Ten years later, in 1991, Maki and McCormick2 published data from a study they conducted over a 14-year period, at a time when AIDS was becoming pandemic in nature. Using the same reporting system and analyses for the 1981 study, Maki and McCormick revealed that despite significantly increased institutional efforts to prevent sharps injuries, the annual incidence increased more than threefold (60.4 to 187 per 1,000 HCWs), reflecting better reporting and increased exposure. Maki and McCormick found that adjusting for inflation, the direct costs of sharps injuries increased from $5,354 to $37,271 annually. The top personnel sustaining injuries were environmental services staff with 305.8 sharps injuries per 1,000, and nursing staff with 196.5 per 1,000.

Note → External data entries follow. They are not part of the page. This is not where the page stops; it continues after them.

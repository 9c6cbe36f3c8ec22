pub mod demons;
pub mod dialogue;
pub mod items;

use std::collections::HashMap;

use log::warn;

use crate::game::Phase;
use crate::map::{NpcKind, RoomKind};

use self::{
    demons::{DemonTemplate, FALLBACK_DEMON, builtin_demons},
    items::{FALLBACK_ITEM, ItemTemplate, builtin_items},
};

#[derive(Clone, Copy, Debug, PartialEq, Eq)]
pub struct DemonLines<'a> {
    pub appearance: &'a str,
    pub defeat: &'a str,
}

#[derive(Clone, Copy, Debug, PartialEq, Eq)]
pub struct NpcScript<'a> {
    pub greeting: &'a str,
    pub conversations: &'a [&'a str],
}

/// Keyed access to narrative content. Lookups never fail: an unknown key
/// yields the documented fallback record.
pub trait ContentRepository {
    /// Unknown ids resolve to the "self-doubt" demon.
    fn demon(&self, id: &str) -> &DemonTemplate;
    fn demon_roster(&self, phase: Phase) -> Vec<&str>;
    /// Unknown ids resolve to the "fragment_of_hope" item.
    fn item(&self, id: &str) -> &ItemTemplate;
    fn item_ids(&self) -> Vec<&str>;
    fn demon_lines(&self, phase: Phase, demon_id: &str) -> DemonLines<'_>;
    fn npc_script(&self, phase: Phase, npc: NpcKind) -> NpcScript<'_>;
    fn mirror_reflection(&self, phase: Phase) -> &str;
    fn phase_transition(&self, phase: Phase) -> &str;
    /// Never empty.
    fn room_descriptions(&self, room: RoomKind) -> &[&str];
    /// Detail line and action hint for rooms that hold something.
    fn room_insight(&self, room: RoomKind) -> Option<(&str, &str)>;
    fn intro(&self) -> &str;
    fn help(&self) -> &str;
    fn epilogue(&self) -> &str;
    fn ambient_memories(&self) -> &[&str];
    fn inner_voices(&self) -> &[&str];
    fn encouragements(&self) -> &[&str];
}

pub struct BuiltinContent {
    demons: HashMap<String, DemonTemplate>,
    fallback_demon: DemonTemplate,
    items: Vec<ItemTemplate>,
    fallback_item: ItemTemplate,
}

impl Default for BuiltinContent {
    fn default() -> Self {
        Self::new()
    }
}

impl BuiltinContent {
    pub fn new() -> Self {
        Self::from_templates(builtin_demons(), builtin_items())
    }

    /// Drops templates that fail validation so call sites never re-check shape.
    pub fn from_templates(demons: Vec<DemonTemplate>, items: Vec<ItemTemplate>) -> Self {
        let mut table = HashMap::new();
        for demon in demons {
            if demon.is_valid() {
                table.insert(demon.id.clone(), demon);
            } else {
                warn!("discarding malformed demon template {}", demon.id);
            }
        }
        let fallback_demon = table
            .get(FALLBACK_DEMON)
            .cloned()
            .or_else(|| {
                builtin_demons()
                    .into_iter()
                    .find(|demon| demon.id == FALLBACK_DEMON)
            })
            .unwrap_or_else(|| table.values().next().cloned().unwrap_or_else(placeholder_demon));

        let items: Vec<ItemTemplate> = items.into_iter().filter(|item| item.value >= 0).collect();
        let fallback_item = items
            .iter()
            .chain(builtin_items().iter())
            .find(|item| item.id == FALLBACK_ITEM)
            .cloned()
            .unwrap_or_else(placeholder_item);

        Self {
            demons: table,
            fallback_demon,
            items,
            fallback_item,
        }
    }
}

fn placeholder_item() -> ItemTemplate {
    ItemTemplate::new(
        FALLBACK_ITEM,
        "Fragment of Hope",
        "A tiny spark of light.",
        items::ItemKind::Hope,
        5,
        "It's warm.",
        "Something glimmers.",
    )
}

fn placeholder_demon() -> DemonTemplate {
    DemonTemplate::new(
        FALLBACK_DEMON,
        "A Nameless Shadow",
        "Something without a shape presses close.",
        10,
        vec![demons::DemonAttack::new("press", 2, "It presses in from every side.")],
        "The shadow thins and is gone.",
    )
}

impl ContentRepository for BuiltinContent {
    fn demon(&self, id: &str) -> &DemonTemplate {
        self.demons.get(id).unwrap_or(&self.fallback_demon)
    }

    fn demon_roster(&self, phase: Phase) -> Vec<&str> {
        dialogue::demon_roster(phase).to_vec()
    }

    fn item(&self, id: &str) -> &ItemTemplate {
        self.items
            .iter()
            .find(|item| item.id == id)
            .unwrap_or(&self.fallback_item)
    }

    fn item_ids(&self) -> Vec<&str> {
        self.items.iter().map(|item| item.id).collect()
    }

    fn demon_lines(&self, phase: Phase, demon_id: &str) -> DemonLines<'_> {
        match dialogue::demon_lines(phase, demon_id) {
            Some((appearance, defeat)) => DemonLines { appearance, defeat },
            None => {
                let template = self.demon(demon_id);
                DemonLines {
                    appearance: template.description.as_str(),
                    defeat: template.defeat_message.as_str(),
                }
            }
        }
    }

    fn npc_script(&self, phase: Phase, npc: NpcKind) -> NpcScript<'_> {
        NpcScript {
            greeting: dialogue::npc_greeting(npc),
            conversations: dialogue::npc_conversations(phase, npc),
        }
    }

    fn mirror_reflection(&self, phase: Phase) -> &str {
        dialogue::mirror_reflection(phase)
    }

    fn phase_transition(&self, phase: Phase) -> &str {
        dialogue::phase_transition(phase).unwrap_or(dialogue::FALLBACK_LINE)
    }

    fn room_descriptions(&self, room: RoomKind) -> &[&str] {
        dialogue::room_descriptions(room)
    }

    fn room_insight(&self, room: RoomKind) -> Option<(&str, &str)> {
        dialogue::room_insight(room)
    }

    fn intro(&self) -> &str {
        dialogue::INTRO
    }

    fn help(&self) -> &str {
        dialogue::HELP
    }

    fn epilogue(&self) -> &str {
        dialogue::EPILOGUE
    }

    fn ambient_memories(&self) -> &[&str] {
        dialogue::AMBIENT_MEMORIES
    }

    fn inner_voices(&self) -> &[&str] {
        dialogue::INNER_VOICES
    }

    fn encouragements(&self) -> &[&str] {
        dialogue::ENCOURAGEMENTS
    }
}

Maki and McCormick found that injuries continued to occur mainly during disposal of waste, linen or used procedure trays (19.7 percent of all injuries), administration of parenteral injections or infusion therapy (15.7 percent), surgery (16 percent), blood drawing (13.3 percent), or recapping of used needles (10.1 percent). They noted that making disposal units available at every bedside reduced injuries from needle disposal two-fold since 1975 to 1979. Maki and McCormick also reported that consistent application of a stringent post-exposure protocol and wide acceptance of the hepatitis B vaccine resulted in zero sharps injury-related infections for a three-year period.
Sharps Past and Present: Dark Ages? Middle Ages?
“We have left the dark ages,” McCormick says. “Most facilities have implemented a number of safety devices and workers are apprised of the hazards. The one area that is still problematic is the operating room. Many, many suture needles are used and there is reluctance on the part of surgeons to adopt newer devices, as they often feel different. It is a real hump to get past, as surgery is such a technical endeavor.”
“We have come some way but there is still a long way to go,” says Michael Sinnott of Qlicksmart. “Regulations are in place but there is a lack of resources and priority to regulate safety measures. Users are complacent, thinking, ‘It can’t be me because I have been using the current method for the last 20 years.”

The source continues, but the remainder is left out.